北海道白老町のアイヌ文化施設「民族共生象徴空間(ウポポイ)」のオープンまで15日で100日になるのに合わせ、道はさっぽろテレビ塔(札幌市中央区)で特別イルミネーションを点灯した。今後も国内外でPRイベントが目白押しだが、2019年11月に道が実施した調査では、ウポポイを「知っている」と答えた回答は道民でさえ約5割。認知度不足の解消が急務となっている。【真貝恒平】
<アイヌ文化施設「ウポポイ」>来春オープン、こんな施設
振興の好機
道はアイヌ文化振興の好機ととらえ、PR活動に力を入れる。15日午後4時半~同10時、さっぽろテレビ塔をウポポイのロゴマークに使用する紺と赤で照らした。動画投稿サイト「ユーチューブ」で、PRアンバサダー(大使)の俳優、宇梶剛士さんらが出演する動画の配信も同日始めた。
19、20の両日には新千歳空港国内線2階センタービルで「アイヌ・フェスティバル」を開催。アイヌ古式舞踊の披露や、宇梶さんのトークステージ(19日のみ)が行われる。このほか、2019年に大英博物館で開かれたアイヌを題材にした人気漫画「ゴールデンカムイ」に関する展示が好評だった英国ロンドンでも16日から約1カ月間、ムックリ演奏体験やアイヌ文様・刺しゅう体験などさまざまな広報活動を展開する。

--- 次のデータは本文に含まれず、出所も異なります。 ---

//! Wiper behavior: clearing, idempotence, category selection.

mod common;

use common::{MockApi, MockState};
use redsync::client::{MultiredditInfo, SavedThing};
use redsync::model::Categories;
use redsync::wipe::wipe;

fn strings(items: &[&str]) -> Vec<String> {
    items.iter().map(|s| s.to_string()).collect()
}

fn populated() -> MockApi {
    MockApi::new(MockState {
        user: "alice".to_string(),
        friends: strings(&["bob", "carol"]),
        saved: vec![
            SavedThing {
                kind: "t3".to_string(),
                id: "x".to_string(),
            },
            SavedThing {
                kind: "t1".to_string(),
                id: "y".to_string(),
            },
        ],
        subscriptions: strings(&["rust", "golang"]),
        multireddits: vec![MultiredditInfo {
            name: "news".to_string(),
            path: "/user/alice/m/news/".to_string(),
            subreddits: strings(&["worldnews"]),
        }],
        ..Default::default()
    })
}

#[tokio::test]
async fn wipe_clears_all_selected_categories() {
    let mock = populated();

    let report = wipe(&mock, Categories::all()).await.unwrap();

    assert!(report.is_clean());
    let state = mock.state.lock();
    assert!(state.friends.is_empty());
    assert!(state.saved.is_empty());
    assert!(state.subscriptions.is_empty());
    assert!(state.multireddits.is_empty());
}

#[tokio::test]
async fn wipe_twice_is_idempotent() {
    let mock = populated();

    wipe(&mock, Categories::all()).await.unwrap();
    let report = wipe(&mock, Categories::all()).await.unwrap();

    assert!(report.is_clean());
    let state = mock.state.lock();
    assert!(state.friends.is_empty());
    assert!(state.saved.is_empty());
    assert!(state.subscriptions.is_empty());
    assert!(state.multireddits.is_empty());
}

#[tokio::test]
async fn wipe_leaves_unselected_categories_alone() {
    let mock = populated();

    let report = wipe(
        &mock,
        Categories {
            friends: true,
            ..Categories::none()
        },
    )
    .await
    .unwrap();

    assert!(report.is_clean());
    let state = mock.state.lock();
    assert!(state.friends.is_empty());
    assert_eq!(state.subscriptions, strings(&["rust", "golang"]));
    assert_eq!(state.multireddits.len(), 1);
}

一方、道の調査では認知度の低さが目立っている。昨年11月25~27日に18歳以上の道内500人と関東・関西・中部地域の500人、計1000人を対象にインターネット上で実施。ウポポイを「知っている」道民は53・6%で、同8月の前回調査に比べて18・2ポイント増えたが、5割をわずかに上回っただけで、認知度がなかなか広がらない。道外でも6・2%で同1ポイント増えるにとどまった。
「知っている」の内訳を見ると、道民では「4月にオープンすることは知っている」が25・4%で前回調査に比べ11ポイント増え、「できることは知っていたが、オープンの時期は知らなかった」が28・2%で同7・2ポイント増えた。道外では「ウポポイそのものを知らなかった」と答えた人は前回の94・8%とほぼ変わらず、93・8%に上った。さらに、ウポポイに「行ってみたい」と答えた道民は61・4%で同7・4ポイント増えたが、道外は50・6%で同2・2ポイント減少し、認知度の向上が急がれている。インバウンド(訪日外国人)への周知も遅れている。
道は2月にも3回目の最終調査を行う予定で、アイヌ政策課は「知っている道民が2人に1人というのは、まだまだPRの取り組みが必要と受け止めている。オープンまでできる限り認知度を高めていきたい」としている。